J'étais dur et froid, j'étais un pont, j'étais tendu au-dessus
d'un ravin. Mes orteils d'un côté, mes doigts crispés de
l'autre, je m'étais encastré solidement dans l'argile croulante.
Les pans de mon habit flottaient à mes côtés. Loin au-dessous
grondait le torrent glacé. Aucun touriste ne s'égarait vers ces
hauteurs inaccessibles; le pont n'était encore mentionné sur
aucune carte. Aussi je restais tendu et j'attendais; je ne
pouvais faire autre chose qu'attendre. A moins de tomber,
aucun pont, une fois en place, ne peut cesser d'être un pont.

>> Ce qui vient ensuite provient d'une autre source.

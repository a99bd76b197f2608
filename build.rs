use chrono::Utc;

fn main() {
    // 构建时间，用于 --version / build timestamp shown by --version
    let build_time = Utc::now().format("%Y-%m-%d %H:%M:%S UTC").to_string();
    println!("cargo:rustc-env=BUILD_TIME={}", build_time);

    println!("cargo:rerun-if-changed=build.rs");
}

Ce fut un jour vers la fin de l'après-midi - était-ce le premier
jour, était-ce le millième? je ne saurais dire - mes pensées
demeuraient confuses et tournaient perpétuellement dans un
cercle; c'était vers le soir en été, le grondement du torrent
était devenu plus sourd, quand j'entendis le bruit d'un pas
humain. Vers moi, vers moi. Pont, raidis-toi; prépare-toi,
passerelle, à supporter le passager dont on te confie la charge!
Si son pas est incetain, rassure-le sans intervenir, mais s'il
perd l'équilibre, montre de quoi tu es fait et, comme un dieu
de la montagne, rejette-le de l'autre côté, sur la terre ferme.
Il vint; il éprouva ma solidité avec la pointe de fer de sa canne;
puis avec cette même pointe, il releva et arrangea derrière moi
les pans de mon habit. Il enfonça la pointe de sa canne dans ma
chevelure en broussaille et l'y laissa longtemps, m'oubliant
sans doute, tandis qu'il jetait autour de lui des regards sauvages.
Mais soudain - alors que j'étais justement en train de le suivre
par-dessus montagnes et vallées - il sauta au milieu de mon
corps à pieds joints. Je ressentis une violente douleur, sans comp-
rendre ce qui arrivait. Qu'était-ce donc? Un enfant? Un rêve?
Un voyageur? Un suicide? Un esprit de tentation et de
destruction? Et je me retournai pour me rendre compte.
Un pont, se retourner?
Je n'avais pas achevé mon mouvement que, déjà, je commençai à
tomber, que je tombai, et qu'en un instant je fus déchiré et trans-
percé par les roches aiguës qui m'avaient toujours si paisiblement
regardé d'en bas à travers la ruée des flots.